One comes across anymore in blogs and magazines all the time, of course, but I spotted it in a novel I'm reading and it leaped out at me so forcefully that I thought it was time I checked to see whether this is an unreasonable personal loathing, or whether (should I have been the book's copy editor, which I was not), I would have been perfectly 'correct' to split it into two words.

Don't worry. This isn't going to be a rant about what's correct and incorrect in English as She is Written. I take a professional interest in such matters, naturally, but I'm not one of those apoplectic grammarians I've mentioned before who spend their lives waging war against syntactical heresy of one kind or another.

I turned, as so often, to the incomparable , which allows one to dip into the Oxford English Corpus - the fullest, most accurate picture of the language today. Comprising some two billion words of real twenty-first century English, it provides the evidence of how language is used in real situations, and it is employed by lexicographers as a basis for writing accurate and meaningful dictionary entries. It includes all types of English, from literary novels and specialist journals to everyday newspapers and magazines and from Hansard to the language of chatrooms, emails and (crucially) blogs.

Here's what it has to say about anymore:

Some day or someday?
A number of common words in English started out as two-word phrases and eventually became fused as single-word forms: forever, somebody, everyone.

The Oxford English Corpus shows the process continuing today. The chart below gives some examples. For instance, it shows that the phrase some time now appears as the fused single-word form sometime in 32% of all occurrences in American English and 19% of all occurrences in British English.

The tendency to fuse fixed expressions is more common in American than British English. In American English someday has now become more or less standard, substantially outnumbering occurrences of some day; anymore and underway look set to follow. Although the same trend is apparent in British English, it tends to lag behind.

Does the corpus suggest any patterns in the fusing of expressions in single words?
Fused forms almost always emerge first in informal English (the weblog and chatroom parts of corpus) and are much slower to spread to more formal, edited text such as newspapers and magazines; of the examples shown here, only someday is well represented across all text types.

Fused forms seem to spread more easily if there is a direct analogy with an existing word: anymore benefits from the analogy with anyone and anybody, whereas ofcourse is almost non-existent because there are no analogous of- words.

The tendency to fuse may be stronger when the phrase occurs at the end of a clause: 84% of instances of anymore occur at the end of a clause, compared with 46% of instances of any more.

(You'll need to click on the table to enlarge it sufficiently to read.)

So there we have it. Anymore is far more prevalent in American usage than in 'standard' English English - I think we all knew that. It will doubtless in my lifetime become universally accepted - and there's little I can do about that. And, logically, of course, if we can have anyone and anything, why not anymore? There is no logical argument against it whatever. It will happen. I'm not the copy editor of this book. It's not my concern. Why should I care?

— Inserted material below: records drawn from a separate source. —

#[cfg(test)]
mod tests {
    use super::*;
    use std::collections::HashSet;
    use std::time::Duration;

    use crate::models::{Category, OrderKey};
    use crate::mutation::{Confirmation, FixedConfirmation};
    use crate::selection::SelectionMode;
    use crate::service::{GalleryService, MemoryGalleryService, Operation};
    use crate::viewer::PlaybackState;

    const DEBOUNCE: Duration = Duration::from_millis(200);

    struct Harness {
        session: GallerySession,
        service: Arc<MemoryGalleryService>,
        now: Instant,
    }

    impl Harness {
        async fn new(count: u64) -> Self {
            let service = Arc::new(MemoryGalleryService::generated(count));
            let state = Arc::new(AppState::with_seed(1_700_000_000));
            let shared: SharedService = service.clone();
            let mut session = GallerySession::new(GalleryConfig::default(), shared, state);
            let now = Instant::now();
            session.handle_resize(Viewport::new(1024.0, 400.0), now);
            session.start(now);
            session.settle(now).await;
            Self {
                session,
                service,
                now,
            }
        }

        fn ids(&self) -> Vec<RecordId> {
            self.session.records().iter().map(|r| r.id).collect()
        }

        /// Lets debounce windows elapse and runs whatever they start.
        async fn tick(&mut self) -> Vec<SessionNotice> {
            self.now += DEBOUNCE;
            self.session.poll_timers(self.now);
            self.session.settle(self.now).await
        }

        fn scroll_to_end(&mut self) {
            let end = self.session.layout().total_height() - 400.0;
            self.session.handle_scroll(end, self.now);
        }
    }

    fn skip() -> FixedConfirmation {
        FixedConfirmation(Confirmation {
            confirmed: true,
            remember: false,
        })
    }

    #[tokio::test]
    async fn test_initial_page_is_laid_out() {
        let h = Harness::new(45).await;
        assert_eq!(h.session.records().len(), 15);
        assert_eq!(h.session.layout().columns(), 4);
        assert!(!h.session.window().items.is_empty());
        assert_eq!(h.service.calls(Operation::List), 1);
    }

    #[tokio::test]
    async fn test_scroll_triggers_one_fetch() {
        let mut h = Harness::new(45).await;
        h.service.set_latency(Some(Duration::from_millis(20)));

        h.scroll_to_end();
        h.now += DEBOUNCE;
        h.session.poll_timers(h.now);
        assert!(h.session.scheduler().is_fetching());

        // Second signal while page 2 is in flight.
        h.scroll_to_end();
        h.now += DEBOUNCE;
        h.session.poll_timers(h.now);
        assert_eq!(h.session.scheduler().issued(), 2);

        h.session.settle(h.now).await;
        assert_eq!(h.session.records().len(), 30);
        assert_eq!(h.service.calls(Operation::List), 2);
    }

    #[tokio::test]
    async fn test_exhausted_collection_stops_fetching() {
        let mut h = Harness::new(20).await;
        h.scroll_to_end();
        h.tick().await;
        assert_eq!(h.session.records().len(), 20);
        assert!(h.session.status().exhausted);

        h.scroll_to_end();
        h.tick().await;
        assert_eq!(h.service.calls(Operation::List), 2);
    }

    #[tokio::test]
    async fn test_fetch_failure_returns_to_idle() {
        let mut h = Harness::new(45).await;
        h.service.fail_next(Operation::List, 1);
        h.scroll_to_end();
        let notices = h.tick().await;
        assert!(notices
            .iter()
            .any(|n| matches!(n, SessionNotice::FetchFailed { page: 2, .. })));
        assert!(!h.session.scheduler().is_fetching());
        assert_eq!(h.session.records().len(), 15);

        h.scroll_to_end();
        h.tick().await;
        assert_eq!(h.session.records().len(), 30);
    }

    #[tokio::test]
    async fn test_viewer_lookahead_scenario() {
        let mut h = Harness::new(45).await;
        assert!(h.session.open_viewer(14, h.now));
        h.tick().await;
        assert_eq!(h.session.scheduler().issued(), 2);
        assert_eq!(h.session.records().len(), 30);

        assert_eq!(
            h.session.viewer_next(h.now),
            ViewerStep::Moved { index: 15 }
        );
        h.tick().await;
        assert_eq!(h.session.scheduler().issued(), 2);

        for _ in 16..=29 {
            h.session.viewer_next(h.now);
        }
        assert_eq!(h.session.viewer().current_index(), 29);
        h.tick().await;
        assert_eq!(h.session.scheduler().issued(), 3);
        assert_eq!(h.session.records().len(), 45);
    }

    #[tokio::test]
    async fn test_pending_next_completes_after_fetch() {
        let mut h = Harness::new(45).await;
        h.session.open_viewer(14, h.now);
        assert_eq!(h.session.viewer_next(h.now), ViewerStep::Pending);
        h.tick().await;
        assert_eq!(h.session.viewer().current_index(), 15);
    }

    #[tokio::test]
    async fn test_viewer_asset_is_scoped_to_current_slide() {
        let mut h = Harness::new(45).await;
        // Index 0 is id 45, an image.
        h.session.open_viewer(0, h.now);
        let notices = h.session.settle(h.now).await;
        assert!(notices
            .iter()
            .any(|n| matches!(n, SessionNotice::AssetReady(45))));
        assert_eq!(h.session.asset().live_handles(), 1);

        // Index 3 is id 42, a video.
        for _ in 0..3 {
            h.session.viewer_next(h.now);
        }
        h.session.settle(h.now).await;
        assert_eq!(h.session.asset().live_handles(), 0);
        assert_eq!(h.session.asset().playing(), Some(42));

        h.session.viewer_next(h.now);
        assert!(!matches!(
            h.session.asset().state(),
            crate::viewer::AssetState::Streaming {
                playback: PlaybackState::Playing,
                ..
            }
        ));
        h.session.close_viewer();
        h.session.settle(h.now).await;
        assert_eq!(h.session.asset().live_handles(), 0);
    }

    #[tokio::test]
    async fn test_delete_failure_restores_order() {
        let mut h = Harness::new(15).await;
        h.session.state().set_skip_delete_confirmation(true);
        let before = h.ids();
        let index_of = |id| before.iter().position(|&x| x == id).unwrap();

        h.session.secondary_press(index_of(5));
        h.session.primary_click(index_of(9), h.now);
        assert_eq!(h.session.selection().selected(), &[5, 9]);

        h.service.fail_next(Operation::Delete, 1);
        // Confirmation is skipped, so the presenter's answer is never consulted.
        let decision = h
            .session
            .delete_selected(&FixedConfirmation(Confirmation {
                confirmed: false,
                remember: false,
            }))
            .await;
        assert_eq!(decision, DeleteDecision::Proceed { remember: false });
        assert_eq!(h.session.selection().mode(), SelectionMode::Browsing);

        let optimistic = h.ids();
        assert_eq!(optimistic.len(), 13);
        assert!(!optimistic.contains(&5) && !optimistic.contains(&9));

        let notices = h.session.settle(h.now).await;
        assert!(notices.iter().any(|n| matches!(
            n,
            SessionNotice::MutationSettled(outcome) if outcome.rolled_back
        )));
        assert_eq!(h.ids(), before);
    }

    #[tokio::test]
    async fn test_delete_success_refreshes_collection_and_stats() {
        let mut h = Harness::new(45).await;
        h.scroll_to_end();
        h.tick().await;
        assert_eq!(h.session.records().len(), 30);

        let doomed: Vec<RecordId> = vec![45, 30];
        h.session.delete(&doomed, &skip()).await;
        let notices = h.session.settle(h.now).await;

        let ids: HashSet<RecordId> = h.ids().into_iter().collect();
        assert!(!ids.contains(&45) && !ids.contains(&30));
        // Rebuilt from the server up to the previously loaded page count.
        assert_eq!(h.session.records().len(), 30);
        assert!(!h.session.status().refreshing);
        assert!(notices
            .iter()
            .any(|n| matches!(n, SessionNotice::StatsUpdated(s) if s.count == 43)));
    }

    #[tokio::test]
    async fn test_cancelled_dialog_leaves_selection_mode() {
        let mut h = Harness::new(15).await;
        h.session.secondary_press(0);
        let decision = h
            .session
            .delete_selected(&FixedConfirmation(Confirmation {
                confirmed: false,
                remember: false,
            }))
            .await;
        assert_eq!(decision, DeleteDecision::Cancelled);
        assert_eq!(h.session.selection().mode(), SelectionMode::Browsing);
        assert_eq!(h.ids().len(), 15);
        assert_eq!(h.service.calls(Operation::Delete), 0);
    }

    #[tokio::test]
    async fn test_remembered_confirmation_is_persisted() {
        let dir = tempfile::TempDir::new().unwrap();
        let path = dir.path().join("preferences.toml");
        let service = Arc::new(MemoryGalleryService::generated(15));
        let shared: SharedService = service.clone();
        let mut session =
            GallerySession::new(GalleryConfig::default(), shared, Arc::new(AppState::with_seed(1)))
                .with_preferences_path(path.clone());
        let now = Instant::now();
        session.start(now);
        session.settle(now).await;

        let remember = FixedConfirmation(Confirmation {
            confirmed: true,
            remember: true,
        });
        session.delete(&[3], &remember).await;
        session.settle(now).await;

        assert!(session.state().skip_delete_confirmation());
        assert!(Preferences::load(&path).unwrap().skip_delete_confirmation);
        assert!(!service.contains(3));
        assert_eq!(session.records().len(), 14);
    }

    #[tokio::test]
    async fn test_favorite_rolls_back_on_failure() {
        let mut h = Harness::new(15).await;
        h.service.fail_next(Operation::ToggleFavorite, 1);
        assert!(h.session.toggle_favorite(15));
        assert!(h.session.record_at(0).unwrap().is_favorite);

        h.session.settle(h.now).await;
        assert!(!h.session.record_at(0).unwrap().is_favorite);
        assert!(!h.session.toggle_favorite(999));
    }

    #[tokio::test]
    async fn test_overlapping_favorite_toggles_match_server() {
        let mut h = Harness::new(15).await;
        h.service.fail_next(Operation::ToggleFavorite, 1);
        assert!(h.session.toggle_favorite(15));
        assert!(h.session.toggle_favorite(15));

        h.session.settle(h.now).await;
        let server = h.service.get_favorite(15).await.unwrap();
        assert!(server);
        assert_eq!(h.session.record_at(0).unwrap().is_favorite, server);
        assert!(!h.session.status().refreshing);
        assert_eq!(h.session.records().len(), 15);
    }

    #[tokio::test]
    async fn test_query_change_restarts_from_page_one() {
        let mut h = Harness::new(45).await;
        h.scroll_to_end();
        h.tick().await;
        assert_eq!(h.session.records().len(), 30);

        h.session.state().set_category(Category::Video);
        h.session.settle(h.now).await;
        let records = h.session.records();
        assert_eq!(records.len(), 6);
        assert!(records.iter().all(|r| r.is_video()));
        assert_eq!(h.session.scroll_offset(), 0.0);

        h.session.state().set_order(OrderKey::Random);
        h.session.settle(h.now).await;
        assert_eq!(h.session.query().seed, Some(1_700_000_000));
        assert_eq!(h.session.records().len(), 6);

        // Back to the first query: its collection was evicted, so page 1 only.
        h.session.state().set_order(OrderKey::CreatedAt);
        h.session.state().set_category(Category::All);
        h.session.settle(h.now).await;
        assert_eq!(h.session.records().len(), 15);
        assert_eq!(h.service.calls(Operation::List), 5);
    }

    #[tokio::test]
    async fn test_late_page_for_previous_query_is_dropped() {
        let mut h = Harness::new(45).await;
        h.service.set_latency(Some(Duration::from_millis(20)));
        h.scroll_to_end();
        h.now += DEBOUNCE;
        h.session.poll_timers(h.now);
        assert!(h.session.scheduler().is_fetching());

        h.session.state().set_category(Category::Image);
        h.session.settle(h.now).await;
        let records = h.session.records();
        assert_eq!(records.len(), 15);
        assert!(records.iter().all(|r| !r.is_video()));
    }

    #[tokio::test]
    async fn test_resize_is_debounced() {
        let mut h = Harness::new(45).await;
        h.session.handle_resize(Viewport::new(500.0, 800.0), h.now);
        assert_eq!(h.session.layout().columns(), 4);
        h.now += Duration::from_millis(150);
        h.session.poll_timers(h.now);
        assert_eq!(h.session.layout().columns(), 1);
    }

    #[tokio::test]
    async fn test_teardown_clears_timers() {
        let mut h = Harness::new(45).await;
        h.scroll_to_end();
        assert!(h.session.next_deadline().is_some());
        h.session.teardown();
        assert!(h.session.next_deadline().is_none());
        h.now += DEBOUNCE;
        h.session.poll_timers(h.now);
        assert_eq!(h.session.scheduler().issued(), 1);
    }
}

Irrationally, I do care. It will take a lot to persuade me to like, use or endorse anymore in written English. Sorry!


monix said...

Welcome (or should that be well come?) back.
I was interested to see that 'thankyou' is more commonly found in British than in American usage: that is one of my pet hates; the other is 'alright'. Although I always say I've, I'm and I'll, it is only recently that I've been able to write them as I still hear my English teacher of 45 years ago groaning against the corruption of the language. I wonder how she would cope with CU4T?

60goingon16 said...

Anyway, as I was saying . . .or any way?

Good to have you back and let's have even more cross-examination of the language.